The danger is that we medicalise symptoms that are just part of normal life, he says, defining people as sick when actually they are not, and subjecting them to ineffective or unnecessary treatments. 

The uncertainties around ED mean that Sweden doesn’t even know for sure how many cases there are, or whether the number is rising or falling. “Many doctors do not accept the diagnosis, and not all vårdcentralen use it,” says Kristina Glise at Gothenburg’s Institute for Stress Medicine, who was one of the group of researchers who originally developed the ED diagnosis.

It is also unclear what treatments work for which symptoms, other than changing how people work. “We have not found measures that can shorten the illness other than at the workplace,” Glise says. Since 2018, employers have been legally responsible for taking an active part in the rehabilitation of employees diagnosed with ED.

Swedish trade union Unionen offers the following tips for spotting someone who is heading “into the wall”. The victims themselves are usually not so good at recognising the signs:

  • Fatigue and sleep disorders: they commonly to go to bed late and get up early to catch up on work.

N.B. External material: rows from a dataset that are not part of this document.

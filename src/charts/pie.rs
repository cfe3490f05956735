use super::{render_png, ChartError};
use crate::core::{percent_label, shares, value_counts};
use plotters::coord::Shift;
use plotters::prelude::*;
use plotters::style::text_anchor::{HPos, Pos, VPos};
use std::error::Error;

/// Distance of the name label from the center, relative to the radius
const LABEL_DISTANCE: f64 = 1.1;
/// Distance of the percentage label from the center, relative to the radius
const PERCENT_DISTANCE: f64 = 0.6;

/// Pie chart with one slice per distinct label.
#[derive(Debug, Clone)]
pub struct PieChart {
    pub title: &'static str,
    pub labels: Vec<&'static str>,
    /// Angle of the first slice edge, in degrees counter-clockwise from 3 o'clock
    pub start_angle: f64,
}

/// One wedge of a pie, angles in degrees counter-clockwise from 3 o'clock.
#[derive(Debug, Clone, PartialEq)]
pub struct PieSlice {
    pub label: &'static str,
    pub share: f64,
    pub start_deg: f64,
    pub sweep_deg: f64,
}

impl PieSlice {
    pub fn mid_deg(&self) -> f64 {
        self.start_deg + self.sweep_deg / 2.0
    }

    pub fn percent_label(&self) -> String {
        percent_label(self.share)
    }
}

/// Lay out slices counter-clockwise from `start_angle`, sized by label frequency.
pub fn pie_slices<I>(labels: I, start_angle: f64) -> Vec<PieSlice>
where
    I: IntoIterator<Item = &'static str>,
{
    let counts = value_counts(labels);
    let mut angle = start_angle;
    counts
        .iter()
        .zip(shares(&counts))
        .map(|(&(label, _), share)| {
            let slice = PieSlice {
                label,
                share,
                start_deg: angle,
                sweep_deg: share * 360.0,
            };
            angle += slice.sweep_deg;
            slice
        })
        .collect()
}

/// Pixel position at `radius` from `center` along `deg`, with screen y pointing down.
fn polar(center: (i32, i32), radius: f64, deg: f64) -> (i32, i32) {
    let rad = deg.to_radians();
    (
        center.0 + (radius * rad.cos()).round() as i32,
        center.1 - (radius * rad.sin()).round() as i32,
    )
}

/// Outline of a slice: center, then the arc in steps of at most one degree.
fn wedge(center: (i32, i32), radius: f64, slice: &PieSlice) -> Vec<(i32, i32)> {
    let steps = slice.sweep_deg.abs().ceil().max(1.0) as usize;
    let mut points = Vec::with_capacity(steps + 2);
    points.push(center);
    for step in 0..=steps {
        let deg = slice.start_deg + slice.sweep_deg * step as f64 / steps as f64;
        points.push(polar(center, radius, deg));
    }
    points
}

impl PieChart {
    pub fn slices(&self) -> Vec<PieSlice> {
        pie_slices(self.labels.iter().copied(), self.start_angle)
    }

    pub fn render(&self) -> Result<Vec<u8>, ChartError> {
        let slices = self.slices();
        render_png(self.title, |root| self.draw(root, &slices))
    }

    fn draw(
        &self,
        root: &DrawingArea<BitMapBackend<'_>, Shift>,
        slices: &[PieSlice],
    ) -> Result<(), Box<dyn Error>> {
        let area = root.titled(self.title, ("sans-serif", 24))?;
        let (width, height) = area.dim_in_pixel();
        let center = (width as i32 / 2, height as i32 / 2);
        let radius = f64::from(width.min(height)) * 0.38;

        for (i, slice) in slices.iter().enumerate() {
            let color = Palette99::pick(i);
            area.draw(&Polygon::new(wedge(center, radius, slice), color.filled()))?;
        }

        let percent_style = ("sans-serif", 12)
            .into_font()
            .color(&BLACK)
            .pos(Pos::new(HPos::Center, VPos::Center));
        for slice in slices {
            let mid = slice.mid_deg();

            // names hang off the side of the pie they sit on
            let h_pos = if mid.to_radians().cos() >= 0.0 {
                HPos::Left
            } else {
                HPos::Right
            };
            let label_style = ("sans-serif", 13)
                .into_font()
                .color(&BLACK)
                .pos(Pos::new(h_pos, VPos::Center));
            area.draw(&Text::new(
                slice.label,
                polar(center, radius * LABEL_DISTANCE, mid),
                label_style,
            ))?;
            area.draw(&Text::new(
                slice.percent_label(),
                polar(center, radius * PERCENT_DISTANCE, mid),
                percent_style.clone(),
            ))?;
        }

        Ok(())
    }
}
//! XLSX export of the reference tables.
//!
//! One worksheet per [`Sheet`], created in order. The workbook starts empty, so
//! no default sheet ever needs removing.

use crate::core::Sheet;
use rust_xlsxwriter::{Format, FormatBorder, Workbook, XlsxError};

const MAX_COLUMN_WIDTH: usize = 80;

/// Assemble the workbook in memory and return the xlsx bytes.
pub fn render(sheets: &[Sheet]) -> Result<Vec<u8>, XlsxError> {
    let mut workbook = Workbook::new();
    let header = Format::new().set_bold().set_border_bottom(FormatBorder::Thin);

    for sheet in sheets {
        let worksheet = workbook.add_worksheet();
        worksheet.set_name(sheet.name)?;

        for (col, name) in sheet.headers.iter().enumerate() {
            worksheet.write_string_with_format(0, col as u16, *name, &header)?;
        }
        for (row, cells) in sheet.rows.iter().enumerate() {
            for (col, cell) in cells.iter().enumerate() {
                worksheet.write_string(row as u32 + 1, col as u16, *cell)?;
            }
        }

        for (col, width) in sheet.column_widths().into_iter().enumerate() {
            let width = width.min(MAX_COLUMN_WIDTH) + 2;
            worksheet.set_column_width(col as u16, width as f64)?;
        }
        worksheet.set_freeze_panes(1, 0)?;

        log::debug!("Sheet '{}': {} rows", sheet.name, sheet.rows.len());
    }

    workbook.save_to_buffer()
}

#[cfg(test)]
mod tests {
    use super::*;
    use crate::core::sheets;
    use std::io::{Cursor, Read};

    fn read_entry(bytes: &[u8], name: &str) -> String {
        let mut archive = zip::ZipArchive::new(Cursor::new(bytes)).unwrap();
        let mut entry = archive.by_name(name).unwrap();
        let mut contents = String::new();
        entry.read_to_string(&mut contents).unwrap();
        contents
    }

    fn sheet_names(workbook_xml: &str) -> Vec<String> {
        workbook_xml
            .split("<sheet ")
            .skip(1)
            .filter_map(|s| {
                let start = s.find("name=\"")? + "name=\"".len();
                let end = s[start..].find('"')?;
                Some(s[start..start + end].to_string())
            })
            .collect()
    }

    #[test]
    fn exactly_three_named_sheets() {
        let bytes = render(&sheets()).unwrap();
        let names = sheet_names(&read_entry(&bytes, "xl/workbook.xml"));
        assert_eq!(names, vec!["Activity Data", "Health Metrics", "Sleep Data"]);
    }

    #[test]
    fn worksheets_hold_header_plus_rows() {
        let bytes = render(&sheets()).unwrap();
        for (index, expected_rows) in [(1, 18), (2, 15), (3, 8)] {
            let xml = read_entry(&bytes, &format!("xl/worksheets/sheet{index}.xml"));
            let rows = xml.matches("<row ").count();
            assert_eq!(rows, expected_rows + 1, "sheet{index}");
        }
    }

    #[test]
    fn headers_and_cells_present() {
        let bytes = render(&sheets()).unwrap();
        let strings = read_entry(&bytes, "xl/sharedStrings.xml");
        for text in [
            "Activity",
            "Metrics Tracked",
            "Metric",
            "Description",
            "Rowing (Water/Erg)",
            "Caloric Intake",
            "Sleep Latency",
        ] {
            assert!(strings.contains(text), "missing {text}");
        }
        assert!(!strings.contains(">Sheet1<"));
    }

    #[test]
    fn table_content_is_reproducible() {
        let first = render(&sheets()).unwrap();
        let second = render(&sheets()).unwrap();
        for entry in ["xl/sharedStrings.xml", "xl/worksheets/sheet1.xml"] {
            assert_eq!(read_entry(&first, entry), read_entry(&second, entry));
        }
    }
}
use schemars::JsonSchema;
use serde::Serialize;
use watchdata_derive::SheetRecord;

/// A workout type and the metrics recorded while doing it
#[derive(Debug, Clone, Copy, PartialEq, Eq, Serialize, JsonSchema, SheetRecord)]
pub struct ActivityRecord {
    /// Workout type
    #[serde(rename = "Activity")]
    pub activity: &'static str,
    /// Comma-separated metric names recorded for the workout
    #[serde(rename = "Metrics Tracked")]
    pub metrics_tracked: &'static str,
}

impl ActivityRecord {
    /// Individual metric names from the comma-separated list.
    pub fn metrics(&self) -> impl Iterator<Item = &'static str> {
        self.metrics_tracked
            .split(',')
            .map(str::trim)
            .filter(|m| !m.is_empty())
    }
}

/// A health metric and what it measures
#[derive(Debug, Clone, Copy, PartialEq, Eq, Serialize, JsonSchema, SheetRecord)]
pub struct HealthMetricRecord {
    /// Health metric name
    #[serde(rename = "Metric")]
    pub metric: &'static str,
    /// What the metric measures
    #[serde(rename = "Description")]
    pub description: &'static str,
}

/// A sleep metric and what it measures
#[derive(Debug, Clone, Copy, PartialEq, Eq, Serialize, JsonSchema, SheetRecord)]
pub struct SleepMetricRecord {
    /// Sleep metric name
    #[serde(rename = "Metric")]
    pub metric: &'static str,
    /// What the metric measures
    #[serde(rename = "Description")]
    pub description: &'static str,
}

const fn activity(activity: &'static str, metrics_tracked: &'static str) -> ActivityRecord {
    ActivityRecord {
        activity,
        metrics_tracked,
    }
}

const fn health(metric: &'static str, description: &'static str) -> HealthMetricRecord {
    HealthMetricRecord {
        metric,
        description,
    }
}

const fn sleep(metric: &'static str, description: &'static str) -> SleepMetricRecord {
    SleepMetricRecord {
        metric,
        description,
    }
}

pub static ACTIVITIES: &[ActivityRecord] = &[
    activity("Walking", "Distance, Steps, Active Calories, Heart Rate, Pace"),
    activity("Running", "Distance, Steps, Active Calories, Heart Rate, Pace, Cadence"),
    activity("Cycling", "Distance, Active Calories, Heart Rate, Speed, Elevation Gain"),
    activity("Swimming", "Distance, Active Calories, Heart Rate, Strokes, SWOLF"),
    activity("Hiking", "Distance, Steps, Active Calories, Heart Rate, Elevation Gain"),
    activity("Strength Training", "Active Calories, Heart Rate, Repetitions, Rest Time"),
    activity("Yoga/Pilates", "Active Calories, Heart Rate, Mindful Minutes, Flexibility"),
    activity("Rowing", "Distance, Active Calories, Heart Rate, Strokes, Split Time"),
    activity("Elliptical", "Distance, Steps, Active Calories, Heart Rate, Strides"),
    activity("Skating/Rollerblading", "Distance, Active Calories, Heart Rate, Speed, Elevation Gain"),
    activity("Skiing/Snowboarding", "Distance, Active Calories, Heart Rate, Speed, Elevation Gain"),
    activity("Dancing", "Distance, Steps, Active Calories, Heart Rate, Rhythm"),
    activity("Climbing", "Distance, Active Calories, Heart Rate, Elevation Gain, Speed"),
    activity("Martial Arts/Boxing", "Active Calories, Heart Rate, Training Time, Punches, Kicks"),
    activity("Golf", "Distance, Active Calories, Heart Rate, Strokes, Score"),
    activity("Tennis", "Distance, Active Calories, Heart Rate, Strokes, Score"),
    activity("Horseback Riding", "Distance, Active Calories, Heart Rate, Speed, Elevation Gain"),
    activity("Rowing (Water/Erg)", "Distance, Active Calories, Heart Rate, Strokes, Split Time"),
];

pub static HEALTH_METRICS: &[HealthMetricRecord] = &[
    health("Resting Heart Rate", "The number of heartbeats per minute when at rest."),
    health("Heart Rate Variability (HRV)", "The variation in time between consecutive heartbeats."),
    health("Blood Pressure", "Systolic and diastolic blood pressure measurements."),
    health("Blood Oxygen Level (SpO2)", "The percentage of oxygen in the blood."),
    health("Body Temperature", "Overall body temperature, which can be indicative of various health states."),
    health("Respiratory Rate", "The number of breaths taken per minute."),
    health("Sweat Rate", "Amount of sweat produced, which can indicate hydration levels."),
    health("Glucose Levels", "Blood glucose measurements, especially important for diabetics."),
    health("Skin Conductance", "Measures electrical conductance of the skin, which can indicate stress levels."),
    health("Body Composition", "Includes body fat percentage, muscle mass, and bone density."),
    health("Body Mass Index (BMI)", "A measure of body fat based on height and weight."),
    health("Hydration Level", "Indicates how well-hydrated the body is."),
    health("Heart Rate Recovery", "The rate at which heart rate returns to baseline after exercise."),
    health("VO2 Peak", "The highest value of VO2 achieved during the incremental exercise."),
    health("Caloric Intake", "The number of calories consumed."),
];

pub static SLEEP_METRICS: &[SleepMetricRecord] = &[
    sleep("Total Sleep Time", "The total amount of sleep time during the night."),
    sleep("Time in Bed", "The total amount of time spent in bed."),
    sleep("Sleep Efficiency", "The percentage of time spent asleep while in bed."),
    sleep("Deep Sleep Duration", "The duration of deep sleep stages."),
    sleep("Light Sleep Duration", "The duration of light sleep stages."),
    sleep("REM Sleep Duration", "The duration of REM sleep stages."),
    sleep("Wake After Sleep Onset", "The amount of time spent awake after initially falling asleep."),
    sleep("Sleep Latency", "The amount of time it takes to fall asleep."),
];

#[cfg(test)]
mod tests {
    use super::*;
    use crate::core::SheetRecord;
    use std::collections::HashSet;

    #[test]
    fn literal_record_counts() {
        assert_eq!(ACTIVITIES.len(), 18);
        assert_eq!(HEALTH_METRICS.len(), 15);
        assert_eq!(SLEEP_METRICS.len(), 8);
    }

    #[test]
    fn headers_use_display_names() {
        assert_eq!(ActivityRecord::headers(), vec!["Activity", "Metrics Tracked"]);
        assert_eq!(HealthMetricRecord::headers(), vec!["Metric", "Description"]);
        assert_eq!(SleepMetricRecord::headers(), vec!["Metric", "Description"]);
    }

    #[test]
    fn column_descriptions_from_doc_comments() {
        let columns = ActivityRecord::columns();
        assert_eq!(columns[0].description, "Workout type");
        assert_eq!(
            columns[1].description,
            "Comma-separated metric names recorded for the workout"
        );
    }

    #[test]
    fn cells_match_columns() {
        let record = &HEALTH_METRICS[13];
        assert_eq!(
            record.cells(),
            vec![
                "VO2 Peak",
                "The highest value of VO2 achieved during the incremental exercise."
            ]
        );
    }

    #[test]
    fn labels_are_unique() {
        let activities: HashSet<_> = ACTIVITIES.iter().map(|r| r.activity).collect();
        let health: HashSet<_> = HEALTH_METRICS.iter().map(|r| r.metric).collect();
        let sleep: HashSet<_> = SLEEP_METRICS.iter().map(|r| r.metric).collect();
        assert_eq!(activities.len(), ACTIVITIES.len());
        assert_eq!(health.len(), HEALTH_METRICS.len());
        assert_eq!(sleep.len(), SLEEP_METRICS.len());
    }

    #[test]
    fn metrics_split_and_trimmed() {
        let running = ACTIVITIES[1];
        let metrics: Vec<_> = running.metrics().collect();
        assert_eq!(
            metrics,
            vec!["Distance", "Steps", "Active Calories", "Heart Rate", "Pace", "Cadence"]
        );
        assert!(ACTIVITIES.iter().all(|a| a.metrics().count() >= 4));
    }

    #[test]
    fn serializes_with_header_names() {
        let json = serde_json::to_string(&SLEEP_METRICS[1]).unwrap();
        assert_eq!(
            json,
            r#"{"Metric":"Time in Bed","Description":"The total amount of time spent in bed."}"#
        );
    }
}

The result is that they constantly feel tired
  • Careless with diet: “I don’t have time to eat properly” is the common refrain 
  • Regular exercise and social events are not prioritised
  • Headaches and pain in the body, especially tension in the neck and shoulders
  • Sensitivity to sound
  • Slightly irritated, anxious or depressed, with a shorter fuse than usual
  • Poor memory and difficulty concentrating.
This is one of the pictures used to illustrate an article in Svenska Dagbladet on utmattningssyndrom or ED. Photo: Staffan Löwstedt/SvD/TT

During the two years of my battle with ED, I had superb care from a local occupational therapist. She taught me to recognise my symptoms and to re-organise my life so that I learned to work regular hours, take frequent breaks and exercise, and find effective methods to de-stress and relax.

But could I have avoided hitting the wall in the first place?

I regret that nobody was able to warn me of what was coming if I didn’t take the necessary steps. Hopefully, this and my previous article might encourage you to do so. 

David Crouch is the author of Almost Perfekt: How Sweden Works and What Can We Learn From It. He is a freelance journalist and a lecturer in journalism at Gothenburg University.